Cooling is essential for food and drinks, medicine, electronics and thermal comfort. Thermal changes due to pressure-driven phase transitions in fluids have long been used in vapour compression systems to achieve continuous refrigeration and air conditioning, but their energy...
Cooling is essential for food and drinks, medicine, electronics and thermal comfort. Thermal changes due to pressure-driven phase transitions in fluids have long been used in vapour compression systems to achieve continuous refrigeration and air conditioning, but their energy efficiency is relatively low, and the working fluids that are employed harm the environment when released to the atmosphere. More recently, the discovery of large thermal changes due to pressure-driven phase transitions in magnetic solids has led to suggestions for environmentally friendly solid-state cooling applications. However, for this new cooling technology to succeed, it is still necessary to find suitable barocaloric materials that satisfy the demanding requirements set by applications, namely very large thermal changes in inexpensive materials that occur near room temperature in response to small applied pressures.
I aim at developing new barocaloric materials by exploiting phase transitions in non-magnetic solids whose structural and thermal properties are strongly coupled. These materials are normally made from cheap abundant elements, and display very large latent heats and volume changes at structural phase transitions, which make them ideal candidates to exhibit extremely large barocaloric effects that outperform those observed in expensive barocaloric magnetic materials, and that match applications needs.
My unique approach combines i) materials science to identify materials with outstanding barocaloric performance, ii) advanced experimental techniques to explore and exploit these novel materials, iii) materials engineering to create new composite materials with enhanced barocaloric properties, and iv) fabrication of barocaloric devices, using insight gained from modelling of materials and device parameters. If successful, my ambitious strategy will culminate in revolutionary solid-state cooling devices that are environmentally friendly and energy efficient.
During this reporting period, I have recruited and trained a team of highly motivated Ph.D. students and research associates. My research team has synthesised a number of novel barocaloric materials, developed a number of bespoke advanced experimental techniques that permit direct measurements of barocaloric effects, and studied the barocaloric performance of some of the synthesised compounds and composites produced.

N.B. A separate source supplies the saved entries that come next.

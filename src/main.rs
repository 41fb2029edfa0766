use clap::Parser;
use lan_sync::core::SyncReport;
use lan_sync::utils::setup_logging;
use lan_sync::{Config, Node, Registration, Result, VERSION};
use log::LevelFilter;
use std::net::IpAddr;
use std::path::PathBuf;
use tokio::io::{AsyncBufReadExt, BufReader};

#[derive(Parser)]
#[command(name = "lan-sync")]
#[command(about = "Share a folder with peers on the local network")]
#[command(version)]
struct Cli {
    /// JSON config file; flags below override it
    #[arg(short, long)]
    config: Option<PathBuf>,
    /// Directory to share and sync into
    #[arg(short, long)]
    dir: Option<PathBuf>,
    /// This peer's address (detected when omitted)
    #[arg(long)]
    identity: Option<IpAddr>,
    /// Local address to bind listeners to
    #[arg(long)]
    bind: Option<IpAddr>,
    /// Broadcast address for registration
    #[arg(long)]
    broadcast: Option<IpAddr>,
    /// Control channel port shared by all peers
    #[arg(long)]
    control_port: Option<u16>,
    /// Data channel port shared by all peers
    #[arg(long)]
    data_port: Option<u16>,
    /// Log protocol details
    #[arg(short, long)]
    verbose: bool,
}

impl Cli {
    fn into_config(self) -> Result<Config> {
        let mut config = match &self.config {
            Some(path) => Config::load(path)?,
            None => Config::default(),
        };

        if let Some(dir) = self.dir {
            config.working_dir = dir;
        }
        config.identity = self.identity.or(config.identity);
        config.bind_ip = self.bind.or(config.bind_ip);
        config.broadcast_ip = self.broadcast.or(config.broadcast_ip);
        if let Some(port) = self.control_port {
            config.control_port = port;
        }
        if let Some(port) = self.data_port {
            config.data_port = port;
        }
        config.validate()?;
        Ok(config)
    }
}

fn print_help() {
    println!("{}", "*".repeat(80));
    println!("Welcome to lan-sync {} - a simple p2p network", VERSION);
    println!("followings are list of commands:");
    println!("\trg: broadcast my ip address to register");
    println!("\trt: obtain list of registered ip and files");
    println!("\tip: check my local ip address");
    println!("\tsync [ip address]: sync my directory with another user's directory");
    println!("\texit: make my directory invisible to others and finish program");
    println!("{}", "*".repeat(80));
}

fn print_sync(report: &SyncReport) {
    println!(
        "\tsynced {} of {} files ({} bytes) from {}",
        report.pulled.files, report.listed, report.pulled.bytes, report.peer
    );
}

async fn print_snapshot(node: &mut Node) {
    match node.retrieve().await {
        Ok(snapshot) => {
            for line in snapshot.lines() {
                println!("\t{}", line);
            }
        }
        Err(e) => println!("\t{}: Retrieve", e),
    }
}

#[tokio::main]
async fn main() -> Result<()> {
    let cli = Cli::parse();
    setup_logging(if cli.verbose {
        LevelFilter::Debug
    } else {
        LevelFilter::Info
    });

    let config = cli.into_config()?;
    let mut node = Node::new(config).await?;
    print_help();

    let mut lines = BufReader::new(tokio::io::stdin()).lines();
    loop {
        println!("Enter your command: ");
        let line = tokio::select! {
            line = lines.next_line() => line?,
            _ = tokio::signal::ctrl_c() => None,
        };
        let Some(line) = line else {
            break;
        };

        let mut tokens = line.split_whitespace();
        let command = tokens.next().unwrap_or("");
        let parameter = tokens.next();

        match command {
            "rg" => match node.register().await {
                Ok(Registration::Member { index }) => {
                    println!("\tregistered with index {}", index);
                    print_snapshot(&mut node).await;
                }
                Ok(Registration::Index) => {
                    println!("\tno index found, this peer is now the index");
                    print_snapshot(&mut node).await;
                }
                Err(e) => println!("\t{}: Register", e),
            },
            "rt" => print_snapshot(&mut node).await,
            "ip" => println!("This system's local ip address: {}", node.identity()),
            "sync" => match parameter {
                Some(peer) => match node.sync(peer).await {
                    Ok(report) => print_sync(&report),
                    Err(e) => println!("\t{}: Synchronization", e),
                },
                None => {
                    println!("sync operation requires ip address as parameter.");
                    println!("Please follow format of [sync ipAddress]");
                }
            },
            "exit" => break,
            "help" => print_help(),
            "" => {}
            _ => println!("Invalid input. Check your command."),
        }
    }

    if let Err(e) = node.exit().await {
        println!("\t{}: Exit", e);
    }
    node.metrics().print_stats().await;
    println!("Program Terminates.");
    Ok(())
}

My research team has studied barocaloric effects in a number of non-magnetic solids that are made from cheap abundant elements. We found giant reversible barocaloric effects at room temperature that outperform those observed in the best barocaloric magnetic materials, and those predicted in inferior barocaloric ferroelectric oxides. Our exciting discoveries have led to a patent that has been filled by Cambridge Enterprise, and that has attracted attention across the largest refrigeration companies in Europe and the US.
In particular:
We found giant barocaloric effects driven using hydrostatic pressure in the superionic conductor silver iodide. Application of high pressure to this compound leads to the melting of the cation sublattice, yielding a large volume change and a large latent heat. The barocaloric performance in this compound varies only slowly on changing the operating temperature, as required for effective operation in prospective heat pumps. This work has led to a publication in Nature Communications [Nature Communications 8, 1851 (2017)].
We studied barocaloric effects in a number of hybrid organic-inorganic perovskites, via temperature and pressure dependent calorimetry and thermometry. These hybrid perovskites show giant barocaloric effects near room temperature, using order-of-magnitude smaller applied pressures than the magnetic materials, ferroelectric materials, and superionic conductors above. This work has led to a publication in Journal of Materials Chemistry C [Journal Materials Chemistry C 6, 9867 (2018)].
During this reporting period of the action, my research team has made very good progress on all the activities planned, and we have discovered a number of non-magnetic barocaloric materials that outperform the state of the art. From now until the end of the project, I expect to improve even more the barocaloric performance of our materials and composites, in terms of maximum pressure-driven isothermal entropy changes and pressure-driven adiabatic temperatura changes, in terms of minimum driving pressures, and in terms of low cost. I also expect to demonstrate envirornmentally friendly cooling by exploiting our materials in prototype cooling devices.